Soon, Fitch was making a full-on plunge into one of the most turbulent and confusing periods in Russian history, a place where few Western novelists have dared to tread, even after 100 years.
“The Revolution is a moving target,” Fitch says. “People can be good guys and bad guys, or they’re bad guys to start out with, then good guys. . . . It’s a far more sophisticated problem.”
Luckily for readers, Fitch has created a firecracker of a guide through the tangled years of revolution: the titular Marina. Born with the new century, Marina is just 16 when the first tremors of rebellion begin to penetrate her comfortable upper-class St. Petersburg home. As a passionate young poet, Marina finds her soul stirred by the calls for freedom and action.
“To be Marina, it was a joy,” Fitch says. “This is the first time I’ve written a character who wasn’t under the foot of events, but more equal to the events. She’s a far more fiery person than I’ve ever written before. A much braver person than I’ve ever written before. She’s much more of a real heroine than I’ve ever tried before.”
Like any real heroine, Marina must deal with some complicated relationships. She and her two best friends aren’t always on the same page when it comes to the idea of revolution: Mina, the daughter of Jewish academics, is more cautious, while Varvara, who lives in near poverty, is ready to burn it all down. Marina’s father is a government official, invested in keeping things as close to the status quo as possible; her mother is an aristocrat who refuses to even think about politics; and her sensitive younger brother is facing pressure to enlist. In the midst of all this, Marina is also dealing with a normal coming-of-age dilemma: her burgeoning sexuality. Should she wait for her childhood crush to come back from the front or throw in her lot with a passionate proletarian poet?
“She’s much more of a real heroine than I’ve ever tried before.”
Needless to say, this headstrong teenager doesn’t always handle these complexities well. “I’ve known fiery people,” Fitch says. “They’re glorious, they believe, they’re willing to stick their necks out, they’re willing to fall a long way, they make a mess—for themselves and others—but they live in a large way.” That spark makes Marina’s picaresque journey through this turbulent era a compelling one to follow, even if, at times, you might wish you could warn her about what’s to come.
“It’s the first book that I’ve written that has been very propulsive, as far as the events of the story,” Fitch says. “When you’re in the midst of a revolution, your life will be changed week by week by what happens in the external world. So it’s much more of an event-driven book.”

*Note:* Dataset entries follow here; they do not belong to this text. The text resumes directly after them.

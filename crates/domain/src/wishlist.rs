//! Per-user wishlist, persisted through the same key-value port as the cart.

use common::UserId;
use serde::{Deserialize, Serialize};
use thiserror::Error;

use crate::cart::KeyValueStore;
use crate::catalog::{Product, ProductId};
use crate::money::Money;

/// Errors from wishlist mutations.
#[derive(Debug, Error, PartialEq, Eq)]
pub enum WishlistError {
    /// The product is already on the list.
    #[error("product already in wishlist")]
    AlreadyPresent,
}

/// A saved product snapshot.
#[derive(Debug, Clone, PartialEq, Serialize, Deserialize)]
pub struct WishlistItem {
    pub product_id: ProductId,
    pub name: String,
    pub price: Money,
    pub image: String,
}

/// A user's wishlist: an ordered set of product snapshots.
#[derive(Debug, Clone, Default, PartialEq, Serialize, Deserialize)]
pub struct Wishlist {
    items: Vec<WishlistItem>,
}

impl Wishlist {
    /// Creates an empty wishlist.
    pub fn new() -> Self {
        Self::default()
    }

    /// Adds a product snapshot; duplicates are rejected.
    pub fn add(&mut self, product: &Product) -> Result<(), WishlistError> {
        if self.contains(&product.id) {
            return Err(WishlistError::AlreadyPresent);
        }
        self.items.push(WishlistItem {
            product_id: product.id.clone(),
            name: product.name.clone(),
            price: product.price,
            image: product.image.clone(),
        });
        Ok(())
    }

    /// Removes a product; no-op if absent.
    pub fn remove(&mut self, product_id: &ProductId) {
        self.items.retain(|i| &i.product_id != product_id);
    }

    /// True when the product is on the list.
    pub fn contains(&self, product_id: &ProductId) -> bool {
        self.items.iter().any(|i| &i.product_id == product_id)
    }

    /// Saved items in insertion order.
    pub fn items(&self) -> &[WishlistItem] {
        &self.items
    }

    /// Number of saved items.
    pub fn count(&self) -> usize {
        self.items.len()
    }

    /// Empties the list.
    pub fn clear(&mut self) {
        self.items.clear();
    }
}

/// A wishlist bound to a user's storage key, saved after every mutation.
pub struct WishlistSession<S: KeyValueStore> {
    store: S,
    key: String,
    wishlist: Wishlist,
}

impl<S: KeyValueStore> WishlistSession<S> {
    /// Loads the wishlist for a user, or starts empty. Malformed
    /// payloads are discarded with a warning, like the cart.
    pub fn for_user(store: S, user_id: UserId) -> Self {
        let key = format!("wishlist:{user_id}");
        let wishlist = match store.get(&key) {
            None => Wishlist::new(),
            Some(raw) => serde_json::from_str(&raw).unwrap_or_else(|err| {
                tracing::warn!(%key, error = %err, "discarding malformed wishlist payload");
                Wishlist::new()
            }),
        };
        Self {
            store,
            key,
            wishlist,
        }
    }

    /// The current wishlist value.
    pub fn wishlist(&self) -> &Wishlist {
        &self.wishlist
    }

    /// Adds a product and persists; duplicates are rejected.
    pub fn add(&mut self, product: &Product) -> Result<(), WishlistError> {
        self.wishlist.add(product)?;
        self.save();
        Ok(())
    }

    /// Removes a product and persists.
    pub fn remove(&mut self, product_id: &ProductId) {
        self.wishlist.remove(product_id);
        self.save();
    }

    /// Empties the list and persists.
    pub fn clear(&mut self) {
        self.wishlist.clear();
        self.save();
    }

    fn save(&self) {
        match serde_json::to_string(&self.wishlist) {
            Ok(raw) => self.store.set(&self.key, &raw),
            Err(err) => {
                tracing::warn!(key = %self.key, error = %err, "failed to persist wishlist");
            }
        }
    }
}

#[cfg(test)]
mod tests {
    use super::*;
    use chrono::Utc;
    use std::cell::RefCell;
    use std::collections::HashMap;

    #[derive(Default)]
    struct MapStore {
        entries: RefCell<HashMap<String, String>>,
    }

    impl KeyValueStore for &MapStore {
        fn get(&self, key: &str) -> Option<String> {
            self.entries.borrow().get(key).cloned()
        }

        fn set(&self, key: &str, value: &str) {
            self.entries
                .borrow_mut()
                .insert(key.to_string(), value.to_string());
        }

        fn remove(&self, key: &str) {
            self.entries.borrow_mut().remove(key);
        }
    }

    fn product(id: &str) -> Product {
        let now = Utc::now();
        Product {
            id: ProductId::new(id),
            name: format!("Product {id}"),
            description: String::new(),
            price: Money::from_cents(15_00),
            list_price: None,
            category: "misc".to_string(),
            image: format!("{id}.jpg"),
            stock: 3,
            rating: 0.0,
            reviews: Vec::new(),
            created_at: now,
            updated_at: now,
        }
    }

    #[test]
    fn test_duplicate_add_is_rejected() {
        let mut wishlist = Wishlist::new();
        let p = product("p1");

        assert!(wishlist.add(&p).is_ok());
        assert_eq!(wishlist.add(&p), Err(WishlistError::AlreadyPresent));
        assert_eq!(wishlist.count(), 1);
    }

    #[test]
    fn test_remove_then_contains() {
        let mut wishlist = Wishlist::new();
        let p = product("p1");
        wishlist.add(&p).unwrap();
        assert!(wishlist.contains(&p.id));

        wishlist.remove(&p.id);
        assert!(!wishlist.contains(&p.id));
        assert_eq!(wishlist.count(), 0);
    }

    #[test]
    fn test_session_persists_per_user() {
        let store = MapStore::default();
        let alice = UserId::new();
        let bob = UserId::new();

        let mut session = WishlistSession::for_user(&store, alice);
        session.add(&product("p1")).unwrap();

        let reloaded = WishlistSession::for_user(&store, alice);
        assert_eq!(reloaded.wishlist().count(), 1);

        let other = WishlistSession::for_user(&store, bob);
        assert_eq!(other.wishlist().count(), 0);
    }

    #[test]
    fn test_malformed_payload_starts_empty() {
        let store = MapStore::default();
        let user = UserId::new();
        (&store).set(&format!("wishlist:{user}"), "][");

        let session = WishlistSession::for_user(&store, user);
        assert_eq!(session.wishlist().count(), 0);
    }
}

Fitch’s earlier novels, which she describes as “more interior,” were both bestsellers. Both have been adapted to film—White Oleander as a major feature and Paint It Black as an indie film, released in October via streaming services. But no matter how different The Revolution of Marina M. is to Fitch’s previous works, it has many of the hallmarks her readers have come to look for, including complex and dynamic female characters. Readers will come away with more understanding of the Revolution, but this is no history book.
“People living through history don’t know what’s going on at the top. We only see the effects on our lives. That’s what fiction does best. It’s showing us how it felt to be in those times, rather than what Lenin thought. The average person had no idea; they’re just trying to get some food, find work, decide between your two boyfriends,” she says with a laugh.

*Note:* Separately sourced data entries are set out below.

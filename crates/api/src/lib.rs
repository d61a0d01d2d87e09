//! HTTP API server for the storefront order engine.
//!
//! Exposes order placement and lifecycle endpoints plus the product
//! catalog, with structured logging (tracing) and Prometheus metrics.

pub mod config;
pub mod error;
pub mod routes;

use std::sync::Arc;

use axum::Router;
use axum::routing::{get, post, put};
use domain::OrderService;
use domain::store::{OrderStore, ProductStore};
use metrics_exporter_prometheus::PrometheusHandle;
use storage::{InMemoryOrderStore, InMemoryProductStore};
use tower_http::cors::{Any, CorsLayer};
use tower_http::trace::TraceLayer;

use routes::orders::AppState;

/// Creates the Axum application router with all routes and shared state.
pub fn create_app<S, P>(state: Arc<AppState<S, P>>, metrics_handle: PrometheusHandle) -> Router
where
    S: OrderStore + 'static,
    P: ProductStore + 'static,
{
    let metrics_router = Router::new()
        .route("/metrics", get(routes::metrics::get))
        .with_state(metrics_handle);

    Router::new()
        .route("/health", get(routes::health::check))
        .route("/orders", post(routes::orders::place::<S, P>))
        .route("/orders/{id}", get(routes::orders::get::<S, P>))
        .route("/orders/{id}/cancel", post(routes::orders::cancel::<S, P>))
        .route("/orders/{id}/confirm", post(routes::orders::confirm::<S, P>))
        .route("/orders/{id}/ship", post(routes::orders::ship::<S, P>))
        .route("/orders/{id}/deliver", post(routes::orders::deliver::<S, P>))
        .route("/orders/{id}/payment", put(routes::orders::payment::<S, P>))
        .route("/users/{id}/orders", get(routes::orders::list_for_user::<S, P>))
        .route(
            "/products",
            get(routes::products::list::<S, P>).post(routes::products::create::<S, P>),
        )
        .route(
            "/products/{id}",
            get(routes::products::get::<S, P>).put(routes::products::update::<S, P>),
        )
        .route(
            "/products/{id}/reviews",
            post(routes::products::review::<S, P>),
        )
        .with_state(state)
        .merge(metrics_router)
        .layer(
            CorsLayer::new()
                .allow_origin(Any)
                .allow_methods(Any)
                .allow_headers(Any),
        )
        .layer(TraceLayer::new_for_http())
}

/// Creates application state over the in-memory stores, used by tests
/// and by the server when no database is configured.
pub fn create_default_state() -> Arc<AppState<InMemoryOrderStore, InMemoryProductStore>> {
    Arc::new(AppState {
        orders: OrderService::new(InMemoryOrderStore::new()),
        products: InMemoryProductStore::new(),
    })
}
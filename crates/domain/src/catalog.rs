//! Product catalog types consumed by the cart and order flows.

use chrono::{DateTime, Utc};
use common::UserId;
use serde::{Deserialize, Serialize};

use crate::money::{Money, normalize_stock};

/// Product identifier (opaque document id).
#[derive(Debug, Clone, PartialEq, Eq, Hash, Serialize, Deserialize)]
#[serde(transparent)]
pub struct ProductId(String);

impl ProductId {
    /// Creates a new product ID from a string.
    pub fn new(id: impl Into<String>) -> Self {
        Self(id.into())
    }

    /// Returns the product ID as a string slice.
    pub fn as_str(&self) -> &str {
        &self.0
    }
}

impl std::fmt::Display for ProductId {
    fn fmt(&self, f: &mut std::fmt::Formatter<'_>) -> std::fmt::Result {
        write!(f, "{}", self.0)
    }
}

impl From<String> for ProductId {
    fn from(s: String) -> Self {
        Self(s)
    }
}

impl From<&str> for ProductId {
    fn from(s: &str) -> Self {
        Self(s.to_string())
    }
}

impl AsRef<str> for ProductId {
    fn as_ref(&self) -> &str {
        &self.0
    }
}

/// A customer review attached to a product.
#[derive(Debug, Clone, PartialEq, Serialize, Deserialize)]
pub struct Review {
    pub user_id: UserId,
    /// Star rating, 1 to 5.
    pub rating: u8,
    pub comment: Option<String>,
    pub date: DateTime<Utc>,
}

impl Review {
    /// Creates a review, clamping the rating into the 1..=5 band.
    pub fn new(
        user_id: UserId,
        rating: u8,
        comment: Option<String>,
        date: DateTime<Utc>,
    ) -> Self {
        Self {
            user_id,
            rating: rating.clamp(1, 5),
            comment,
            date,
        }
    }
}

/// A catalog product.
///
/// Read-only display data as far as the cart and order flows are
/// concerned; stock is advisory and never gates a sale. The rating is
/// derived from the review list and recomputed on every review write,
/// never trusted from storage.
#[derive(Debug, Clone, PartialEq, Serialize, Deserialize)]
pub struct Product {
    pub id: ProductId,
    pub name: String,
    #[serde(default)]
    pub description: String,
    pub price: Money,
    /// Original list price, when the product is discounted.
    #[serde(default)]
    pub list_price: Option<Money>,
    pub category: String,
    pub image: String,
    pub stock: u32,
    /// Average of review ratings, 0.0 with no reviews.
    #[serde(default)]
    pub rating: f64,
    #[serde(default)]
    pub reviews: Vec<Review>,
    pub created_at: DateTime<Utc>,
    pub updated_at: DateTime<Utc>,
}

impl Product {
    /// Appends a review and recomputes the derived rating.
    pub fn add_review(&mut self, review: Review, now: DateTime<Utc>) {
        self.reviews.push(review);
        self.rating = average_rating(&self.reviews);
        self.updated_at = now;
    }

    /// Sets stock from a raw decimal value, flooring to a whole count.
    pub fn set_stock(&mut self, raw: f64) {
        self.stock = normalize_stock(raw);
    }
}

/// Average star rating across reviews, 0.0 when there are none.
pub fn average_rating(reviews: &[Review]) -> f64 {
    if reviews.is_empty() {
        return 0.0;
    }
    let sum: u32 = reviews.iter().map(|r| r.rating as u32).sum();
    sum as f64 / reviews.len() as f64
}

The events that sowed the seeds of the Russian Revolution—vast income inequality, a rise in populism, an unpopular leader, a lengthy and pointless war—might seem uncomfortably familiar to modern readers, and Fitch does see some parallels between world events in 1917 and 2017.
“We are living in a revolutionary period right now . . . not the cataclysm that the Russian Revolution was, but we’re living through a time of extreme change,” says Fitch. “Revolutions don’t stop, that’s the most important thing you can take away from The Revolution of Marina M. Once the wheel gets turning, it keeps turning. In Russia, it’s still turning.”